Autor de projeto contra o Uber já foi acusado de desvios nos transportes
Denúncia aponta que Carlos Zarattini repassou cerca de R$ 1 mi às empresas
Brasil|Henrique Beirangê, da RecordTV

O deputado Carlos Zarattini (PT-SP), autor do projeto de lei que regulamenta os aplicativos de transporte, deixou o cargo de secretário de Transportes da Prefeitura de São Paulo em 2002, após ser alvo de denúncias de transferências irregulares de recursos para empresas de ônibus da capital.
A denúncia de que Zarattini teria repassado cerca de R$ 1 milhão às companhias partiu de William Ali Chaim, militante ligado ao alto escalão do PT e então presidente do grupo de ônibus Romero Niquini. Chaim teve os contratos rompidos na época pela SPTrans por supostas irregularidades na prestação de contas da empresa.

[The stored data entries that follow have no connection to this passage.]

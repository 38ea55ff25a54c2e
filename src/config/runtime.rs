//! Effective configuration for one run: flags over environment over settings.

use crate::config::settings::Settings;
use crate::error::Result;
use crate::project_identity::env_key;
use crate::ui::ColorChoice;
use crate::utils::paths;
use std::ffi::OsString;
use std::path::{Path, PathBuf};
use std::time::Duration;

/// Values given on the command line
#[derive(Debug, Clone, Default)]
pub struct Overrides {
    pub cache_dir: Option<PathBuf>,
    pub backend: Option<String>,
    pub color: Option<ColorChoice>,
    pub verbose: bool,
}

#[derive(Debug, Clone, PartialEq, Eq)]
pub struct RuntimeConfig {
    /// Absolute, fixed for the whole run
    pub cache_root: PathBuf,
    /// Backend restriction in detection order; empty means all
    pub backends: Vec<String>,
    pub color: ColorChoice,
    pub command_timeout: Option<Duration>,
    pub verbose: bool,
}

impl RuntimeConfig {
    pub fn resolve(overrides: &Overrides, settings: &Settings) -> Result<Self> {
        Self::resolve_with_env(overrides, settings, |key| std::env::var_os(key))
    }

    pub fn resolve_with_env<F>(overrides: &Overrides, settings: &Settings, env: F) -> Result<Self>
    where
        F: Fn(&str) -> Option<OsString>,
    {
        let non_empty = |key: &str| env(&env_key(key)).filter(|v| !v.is_empty());

        let cache_root = match overrides
            .cache_dir
            .clone()
            .or_else(|| non_empty("CACHE_DIR").map(PathBuf::from))
            .or_else(|| settings.cache_dir.clone())
        {
            Some(dir) => paths::absolutize(&dir)?,
            None => paths::absolutize(&paths::default_cache_root())?,
        };

        let backends = match overrides
            .backend
            .clone()
            .or_else(|| non_empty("BACKEND").map(|v| v.to_string_lossy().into_owned()))
        {
            Some(backend) => vec![backend],
            None => settings.backends.clone(),
        };

        Ok(Self {
            cache_root,
            backends,
            color: overrides.color.or(settings.color).unwrap_or_default(),
            command_timeout: settings.command_timeout,
            verbose: overrides.verbose || settings.verbose,
        })
    }

    pub fn cache_root(&self) -> &Path {
        &self.cache_root
    }
}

Chaim disse que o deputado repassava recursos do município para as empresas quitarem suas dívidas.
Motoristas do Uber fazem buzinaço na Avenida Paulista
Em entrevista à Folha de S.Paulo na época, Chaim disse ter sido indicado para assumir a presidência do segundo maior grupo de ônibus da cidade de São Paulo pelo próprio deputado. Na época, a então prefeita Marta Suplicy disse que aceitava a saída do secretário “com pesar”.
De acordo com Chaim, até mesmo vales-transportes teriam sido usados na operação para passar recursos do município para as empresas de transporte. A reportagem entrou em contato com Zarattini para falar do assunto. Segundo o deputado, a denúncia foi arquivada pelo Conselho do Ministério Público.
“Depois de sete anos não acharam nada”, afirmou. O deputado disse que decidiu não processar o denunciante, mas pediu o seu afastamento do PT. Zarattini também é suspeito de receber recursos da Odebrecht na investigação da Operação Lava Jato.

O petista teria ganhado R$ 50 mil em pagamentos indevidos da construtora para campanhas eleitorais em 2010 e também seria beneficiário, juntamente com o ex-deputado Cândidato Vacarezza, de pagamentos de R$ 5 milhões, que fariam parte de um crédito de R$ 27 milhões em benefício do PT, realizado em 2012. Zarattini nega as acusações.
De acordo com os aplicativos como o Uber e o Cabify, caso o projeto de lei de Zarattini passe no Congresso, quase 500 mil pessoas podem perder seu emprego.
No site, “juntos pela mobilidade” os aplicativos informam: “Eles podem decidir, sem qualquer debate e ouvindo apenas uma categoria, como vai ser o futuro da tecnologia aplicada à mobilidade nas cidades. Isso vai aumentar tanto a burocracia para os motoristas de aplicativos que tornará este sistema inviável”. O projeto pode ir à votação no Senado ainda hoje.